1986—Otto Preminger Dies
Austro–Hungarian film director Otto Preminger, who directed such eternal classics as Laura, Anatomy of a Murder, Carmen Jones, The Man with the Golden Arm, and Stalag 17, and for his efforts earned a star on Hollywood's Walk of Fame, dies in New York City, aged 80, from cancer and Alzheimer's disease. 1998—James Earl Ray Dies
The convicted assassin of American civil rights leader Martin Luther King, Jr., petty criminal James Earl Ray, dies in prison of hepatitis aged 70, protesting his innocence as he had for decades. Members of the King family who supported Ray's fight to clear his name believed the U.S. Government had been involved in Dr. King's killing, but with Ray's death such questions became moot. 1912—Pravda Is Founded
The newspaper Pravda, or Truth, known as the voice of the Communist Party of the Soviet Union, begins publication in Saint Petersburg.

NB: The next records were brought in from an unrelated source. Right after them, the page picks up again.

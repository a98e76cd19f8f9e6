//! The control engine: drives a direct program counter over the loaded
//! instruction vector, dispatching each instruction through the operand
//! resolver to its family handler.
//!
//! This replaces the source interpreter's `skip_until`/`reset_flag` full
//! table rescan (quadratic on backward jumps) with O(1) jumps, per the
//! REDESIGN FLAG in spec §9 — the semantics (forward jump lands ahead,
//! backward jump restarts at the target, `CALL`/`RETURN` resume just past
//! the caller) are unchanged.

use std::io::Write as _;

use tracing::{debug, trace};

use crate::error::{InterpError, Result};
use crate::frame::Frames;
use crate::input::InputSource;
use crate::instructions;
use crate::operand::{self, Effective};
use crate::opcode::Opcode;
use crate::program::Program;
use crate::value::Value;

/// What an instruction handler asks the engine to do next.
pub enum Flow {
    Next,
    JumpTo(usize),
    Exit(i32),
}

pub struct Engine<'a> {
    pub program: &'a Program,
    pub frames: Frames,
    pub data_stack: Vec<Value>,
    pub call_stack: Vec<usize>,
    pub input: InputSource,
    pub out: &'a mut dyn std::io::Write,
}

impl<'a> Engine<'a> {
    pub fn new(program: &'a Program, input: InputSource, out: &'a mut dyn std::io::Write) -> Self {
        Engine {
            program,
            frames: Frames::new(),
            data_stack: Vec::new(),
            call_stack: Vec::new(),
            input,
            out,
        }
    }

    /// Resolves the label a control instruction targets, mapping an
    /// undefined label to `SEMANTIC` (exit 52) per spec §4.6.
    pub fn label_position(&self, name: &str) -> Result<usize> {
        self.program
            .labels
            .get(name)
            .copied()
            .ok_or_else(|| InterpError::Semantic(format!("undefined label {:?}", name)))
    }

    pub fn write(&mut self, value: &Value) -> Result<()> {
        write!(self.out, "{}", value).map_err(|e| {
            InterpError::OutputOpen {
                path: "<stdout>".into(),
                source: e,
            }
        })
    }

    /// Runs the whole program to completion or to an `EXIT`/error.
    /// Returns the process exit code on either path.
    pub fn run(mut self) -> Result<i32> {
        let mut pc = 0usize;
        while pc < self.program.instructions.len() {
            let instr = &self.program.instructions[pc];
            trace!(order = instr.order, opcode = %instr.opcode, "dispatch");
            let effective = operand::resolve(instr, &self.frames)?;
            let flow = dispatch(&mut self, pc, &effective)?;
            pc = match flow {
                Flow::Next => pc + 1,
                Flow::JumpTo(target) => target,
                Flow::Exit(code) => return Ok(code),
            };
        }
        Ok(0)
    }
}

fn dispatch(engine: &mut Engine, pc: usize, args: &[Effective]) -> Result<Flow> {
    let instr = &engine.program.instructions[pc];
    let opcode = instr.opcode;
    debug!(order = instr.order, opcode = %opcode, "executing");
    match opcode {
        Opcode::CreateFrame => instructions::frame_ops::createframe(engine),
        Opcode::PushFrame => instructions::frame_ops::pushframe(engine),
        Opcode::PopFrame => instructions::frame_ops::popframe(engine),
        Opcode::DefVar => instructions::frame_ops::defvar(engine, args),
        Opcode::Move => instructions::frame_ops::move_(engine, args),

        Opcode::Pushs => instructions::stack_ops::pushs(engine, args),
        Opcode::Pops => instructions::stack_ops::pops(engine, args),

        Opcode::Add => instructions::arith::add(engine, args),
        Opcode::Sub => instructions::arith::sub(engine, args),
        Opcode::Mul => instructions::arith::mul(engine, args),
        Opcode::Idiv => instructions::arith::idiv(engine, args),

        Opcode::Lt => instructions::compare::lt(engine, args),
        Opcode::Gt => instructions::compare::gt(engine, args),
        Opcode::Eq => instructions::compare::eq(engine, args),

        Opcode::And => instructions::logic::and(engine, args),
        Opcode::Or => instructions::logic::or(engine, args),
        Opcode::Not => instructions::logic::not(engine, args),

        Opcode::Int2Char => instructions::convert::int2char(engine, args),
        Opcode::Stri2Int => instructions::convert::stri2int(engine, args),

        Opcode::Concat => instructions::strings::concat(engine, args),
        Opcode::Strlen => instructions::strings::strlen(engine, args),
        Opcode::Getchar => instructions::strings::getchar(engine, args),
        Opcode::Setchar => instructions::strings::setchar(engine, args),

        Opcode::Type => instructions::typeop::type_(engine, args),

        Opcode::Read => instructions::io::read(engine, args),
        Opcode::Write => instructions::io::write(engine, args),
        Opcode::Dprint => instructions::io::dprint(engine, args),
        Opcode::Break => instructions::io::break_(engine),

        Opcode::Label => Ok(Flow::Next),
        Opcode::Jump => instructions::control::jump(engine, args),
        Opcode::JumpIfEq => instructions::control::jumpifeq(engine, args),
        Opcode::JumpIfNeq => instructions::control::jumpifneq(engine, args),
        Opcode::Call => instructions::control::call(engine, pc, args),
        Opcode::Return => instructions::control::return_(engine),
        Opcode::Exit => instructions::control::exit(engine, args),
    }
}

It is one of the country's leading newspapers until 1991, when it is closed down by decree of then-President Boris Yeltsin. A number of other Pravdas appear afterward, including an internet site and a tabloid. 1983—Hitler's Diaries Found
The German magazine Der Stern claims that Adolf Hitler's diaries had been found in wreckage in East Germany. The magazine had paid 10 million German marks for the sixty small books, plus a volume about Rudolf Hess's flight to the United Kingdom, covering the period from 1932 to 1945. But the diaries are subsequently revealed to be fakes written by Konrad Kujau, a notorious Stuttgart forger. Both he and Stern journalist Gerd Heidemann go to trial in 1985 and are each sentenced to 42 months in prison. 1918—The Red Baron Is Shot Down
German WWI fighter ace Manfred von Richthofen, better known as The Red Baron, sustains a fatal wound while flying over Vaux sur Somme in France. Von Richthofen, shot through the heart, manages a hasty emergency landing before dying in the cockpit of his plane. His last word, according to one witness, is "Kaputt." The Red Baron was the most successful flying ace during the war, having shot down at least 80 enemy airplanes. 1964—Satellite Spreads Radioactivity
An American-made Transit satellite, which had been designed to track submarines, fails to reach orbit after launch and disperses its highly radioactive two pound plutonium power source over a wide area as it breaks up re-entering the atmosphere.